New Study Offers Possible Peanut Allergy Cure for Children

Researchers discover a reduction in sensitivity among peanut-allergic children
Staff Writer
New Study on Children with Peanut Allergies


A recent study may help provide new therapies for children suffering from peanut allergies.

This may come as a surprise, but for children suffering from peanut allergies, the solution may end up being peanuts.

A recent study published by The Lancet showed that in limited trials where children with peanut allergies were introduced to the allergen in small dosages, over time those children exhibited fewer symptoms of allergic reaction. 

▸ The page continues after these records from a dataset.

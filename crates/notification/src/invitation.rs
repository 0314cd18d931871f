//! Review invitation payload and the HTML body that carries it.

use std::io;

use serde::{Deserialize, Serialize};
use serde_json::ser::PrettyFormatter;
use snafu::ResultExt;

use crate::{error, Error};

/// MIME type of the `<script>` element the review platform looks for.
pub const PAYLOAD_CONTENT_TYPE: &str = "application/json+trustpilot";

/// Indentation of the embedded JSON document.
const PAYLOAD_INDENT: &[u8] = b" ";

/// One customer to invite. The fields are forwarded as-is, nothing is
/// validated.
#[derive(Clone, Debug, Deserialize, Eq, PartialEq, Serialize)]
#[serde(rename_all = "camelCase")]
pub struct InvitationRequest {
    /// Customer email address, only ever written into the payload.
    pub recipient_email: String,

    /// Customer display name.
    pub recipient_name: String,

    /// Order reference.
    pub reference_id: String,
}

impl InvitationRequest {
    /// Creates a request from the customer's details.
    #[must_use]
    pub fn new(
        recipient_email: impl Into<String>,
        recipient_name: impl Into<String>,
        reference_id: impl Into<String>,
    ) -> Self {
        Self {
            recipient_email: recipient_email.into(),
            recipient_name: recipient_name.into(),
            reference_id: reference_id.into(),
        }
    }

    /// Subject line of the invitation email.
    #[must_use]
    pub fn subject(&self) -> String { format!("Order {}", self.reference_id) }

    /// Renders the JSON payload embedded in the email.
    ///
    /// Keys keep their declaration order and are indented by one space.
    /// `<`, `>` and `&` are written as unicode escapes so the document can sit
    /// inside a `<script>` element; parsing it back yields the same request.
    ///
    /// # Errors
    ///
    /// Returns an error if serialization fails.
    pub fn to_payload_json(&self) -> Result<String, Error> {
        let mut buf = Vec::new();
        let mut serializer = serde_json::Serializer::with_formatter(
            &mut buf,
            PrettyFormatter::with_indent(PAYLOAD_INDENT),
        );
        self.serialize(&mut serializer).context(error::SerializePayloadSnafu)?;

        let json = String::from_utf8(buf)
            .map_err(|err| serde_json::Error::io(io::Error::new(io::ErrorKind::InvalidData, err)))
            .context(error::SerializePayloadSnafu)?;
        Ok(escape_script_text(&json))
    }

    /// Renders the HTML document sent to the review platform around a
    /// `payload` produced by [`Self::to_payload_json`].
    #[must_use]
    pub fn to_html(&self, payload: &str) -> String {
        format!(
            "<html>\n<head>\n<script type=\"{PAYLOAD_CONTENT_TYPE}\">\n{payload}\n</script>\n</head>\n\
             <body>\n<p>Triggering invitation for {name} ({reference}).</p>\n</body>\n</html>\n",
            name = escape_html(&self.recipient_name),
            reference = escape_html(&self.reference_id),
        )
    }
}

fn escape_script_text(json: &str) -> String {
    let mut escaped = String::with_capacity(json.len());
    for c in json.chars() {
        match c {
            '<' => escaped.push_str("\\u003c"),
            '>' => escaped.push_str("\\u003e"),
            '&' => escaped.push_str("\\u0026"),
            _ => escaped.push(c),
        }
    }
    escaped
}

fn escape_html(text: &str) -> String {
    let mut escaped = String::with_capacity(text.len());
    for c in text.chars() {
        match c {
            '<' => escaped.push_str("&lt;"),
            '>' => escaped.push_str("&gt;"),
            '&' => escaped.push_str("&amp;"),
            '"' => escaped.push_str("&quot;"),
            '\'' => escaped.push_str("&#39;"),
            _ => escaped.push(c),
        }
    }
    escaped
}

#[cfg(test)]
mod tests {
    use super::*;

    fn request() -> InvitationRequest { InvitationRequest::new("cust@y.com", "John Doe", "ORD-1") }

    #[test]
    fn test_payload_layout() {
        let json = request().to_payload_json().unwrap();

        assert_eq!(
            json,
            "{\n \"recipientEmail\": \"cust@y.com\",\n \"recipientName\": \"John Doe\",\n \
             \"referenceId\": \"ORD-1\"\n}"
        );
    }

    #[test]
    fn test_payload_parses_back_to_request() {
        let request = InvitationRequest::new(
            "not an address",
            "Zoë </script><script>alert(1)</script> & \"co\"",
            "",
        );
        let json = request.to_payload_json().unwrap();

        assert!(!json.contains("</script>"));
        let parsed: InvitationRequest = serde_json::from_str(&json).unwrap();
        assert_eq!(parsed, request);
    }

    #[test]
    fn test_subject() {
        assert_eq!(request().subject(), "Order ORD-1");
        assert_eq!(InvitationRequest::new("a@b.c", "A", "").subject(), "Order ");
    }

    #[test]
    fn test_html_embeds_payload() {
        let request = request();
        let payload = request.to_payload_json().unwrap();
        let html = request.to_html(&payload);

        assert!(html.contains(&format!(
            "<script type=\"application/json+trustpilot\">\n{payload}\n</script>"
        )));
        assert!(html.contains("<p>Triggering invitation for John Doe (ORD-1).</p>"));
    }

    #[test]
    fn test_html_escapes_prose() {
        let request = InvitationRequest::new("a@b.c", "<b>Tom & Jerry</b>", "R'1");
        let html = request.to_html(&request.to_payload_json().unwrap());

        assert!(html.contains("&lt;b&gt;Tom &amp; Jerry&lt;/b&gt; (R&#39;1)"));
        assert_eq!(html.matches("</script>").count(), 1);
    }
}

The trial, according to The Guardian, consisted of children between the ages of 7 and 16, who were given small dosages of powdered peanuts mixed into their meals. After six months, 84% of the children given the peanut mixture were able to tolerate ingesting the equivalent of five peanuts without an allergic reaction, while none of the children in the control group were.

“We have been very encouraged about the results of peanut oral immunotherapy studies over the last few years, including the most recent findings published in The Lancet,” said John L. Lehr, chief executive officer of Food Allergy Research & Education, which is funding oral immunotherapy studies here in the U.S. “We need to find treatments — and ultimately, a cure—that will prevent people with food allergies from experiencing life-threatening reactions, and we are optimistic about oral immunotherapy and other  treatments currently under study. There is an urgent need for a cure, and we remain committed to investing in world-class research to identify it.”